EXERCISE DETAILS:
Take each line of the material that includes "output" and copy it.

AVAILABLE DATA:
☆ ☆ ☆ ☆ ☆
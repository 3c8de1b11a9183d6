use std::fmt;

use base64::engine::general_purpose::STANDARD;
use base64::Engine as _;
use chrono::{DateTime, Utc};
use serde::{Deserialize, Serialize};
use serde_json::{Map, Value};
use uuid::Uuid;

/// Placeholder artwork returned for every installment item until catalog imagery exists.
pub const PLACEHOLDER_ITEM_IMAGE: &str = "https://via.placeholder.com/150";

/// Opaque identifier handed back to clients after a renovation run.
#[derive(Debug, Clone, PartialEq, Eq, Hash, Serialize, Deserialize)]
#[serde(transparent)]
pub struct DesignId(pub String);

impl DesignId {
    pub fn generate() -> Self {
        Self(Uuid::new_v4().to_string())
    }
}

impl fmt::Display for DesignId {
    fn fmt(&self, f: &mut fmt::Formatter<'_>) -> fmt::Result {
        f.write_str(&self.0)
    }
}

/// Furniture or decor identified in a rendered room.
///
/// Field names match the structured output requested from the vision model, which is
/// also the shape clients read back.
#[derive(Debug, Clone, PartialEq, Eq, Serialize, Deserialize)]
pub struct InventoryItem {
    pub item_name: String,
    pub category: String,
    pub visual_description: String,
    pub estimated_price_php: u64,
}

/// Room photo as uploaded by the client.
#[derive(Debug, Clone, PartialEq, Eq)]
pub struct SourceImage {
    pub bytes: Vec<u8>,
    pub mime_type: String,
}

impl SourceImage {
    pub fn jpeg(bytes: Vec<u8>) -> Self {
        Self {
            bytes,
            mime_type: "image/jpeg".to_string(),
        }
    }

    /// Keeps the declared type when it names an image, otherwise assumes JPEG.
    pub fn with_declared_type(bytes: Vec<u8>, declared: Option<&str>) -> Self {
        match declared {
            Some(mime) if mime.starts_with("image/") => Self {
                bytes,
                mime_type: mime.to_string(),
            },
            _ => Self::jpeg(bytes),
        }
    }
}

/// Renovated image in raw and display-ready form.
#[derive(Debug, Clone, PartialEq, Eq)]
pub struct RenderedImage {
    bytes: Vec<u8>,
    data_uri: String,
}

impl RenderedImage {
    pub fn png(bytes: Vec<u8>) -> Self {
        let data_uri = format!("data:image/png;base64,{}", STANDARD.encode(&bytes));
        Self { bytes, data_uri }
    }

    pub fn bytes(&self) -> &[u8] {
        &self.bytes
    }

    pub fn data_uri(&self) -> &str {
        &self.data_uri
    }
}

/// Everything a pipeline run produced, before the store assigns an identifier.
#[derive(Debug, Clone, PartialEq, Eq)]
pub struct NewDesign {
    pub style: String,
    pub image: RenderedImage,
    pub inventory: Vec<InventoryItem>,
}

/// Stored output of one renovation run. Immutable once stored.
#[derive(Debug, Clone, PartialEq, Eq)]
pub struct DesignRecord {
    pub id: DesignId,
    pub style: String,
    pub image: RenderedImage,
    pub inventory: Vec<InventoryItem>,
    pub created_at: DateTime<Utc>,
}

impl DesignRecord {
    pub fn from_new(id: DesignId, design: NewDesign) -> Self {
        Self {
            id,
            style: design.style,
            image: design.image,
            inventory: design.inventory,
            created_at: Utc::now(),
        }
    }

    pub fn results_view(&self) -> DesignResultsView {
        DesignResultsView {
            image: self.image.data_uri().to_string(),
            inventory: self.inventory.clone(),
        }
    }

    /// Positional ids follow the stored inventory order.
    pub fn installment_items(&self) -> Vec<InstallmentItemView> {
        self.inventory
            .iter()
            .enumerate()
            .map(|(index, item)| InstallmentItemView {
                id: index.to_string(),
                name: item.item_name.clone(),
                price: item.estimated_price_php,
                description: item.visual_description.clone(),
                category: item.category.clone(),
                image: PLACEHOLDER_ITEM_IMAGE.to_string(),
            })
            .collect()
    }
}

/// Payload for `GET /design-results/{designId}`.
#[derive(Debug, Clone, PartialEq, Eq, Serialize)]
pub struct DesignResultsView {
    pub image: String,
    pub inventory: Vec<InventoryItem>,
}

#[derive(Debug, Clone, PartialEq, Eq, Serialize, Deserialize)]
pub struct InstallmentItemView {
    pub id: String,
    pub name: String,
    pub price: u64,
    pub description: String,
    pub category: String,
    pub image: String,
}

/// Financing request submitted from the client's installment calculator.
#[derive(Debug, Clone, PartialEq, Serialize, Deserialize)]
#[serde(rename_all = "camelCase")]
pub struct InstallmentApplication {
    pub design_id: String,
    pub items: Vec<Map<String, Value>>,
    pub down_payment: i64,
    pub installment_months: i64,
    pub monthly_payment: i64,
    pub total_amount: i64,
}

#[derive(Debug, Clone, PartialEq, Eq, Serialize)]
pub struct Acknowledgement {
    pub status: &'static str,
    pub message: String,
}

impl Acknowledgement {
    pub fn submitted() -> Self {
        Self {
            status: "success",
            message: "Installment application submitted successfully".to_string(),
        }
    }
}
☆ ☆ ☆ ☆ ☆
TASK RESPONSE:
/// Field names match the structured output requested from the vision model, which is
/// Stored output of one renovation run. Immutable once stored.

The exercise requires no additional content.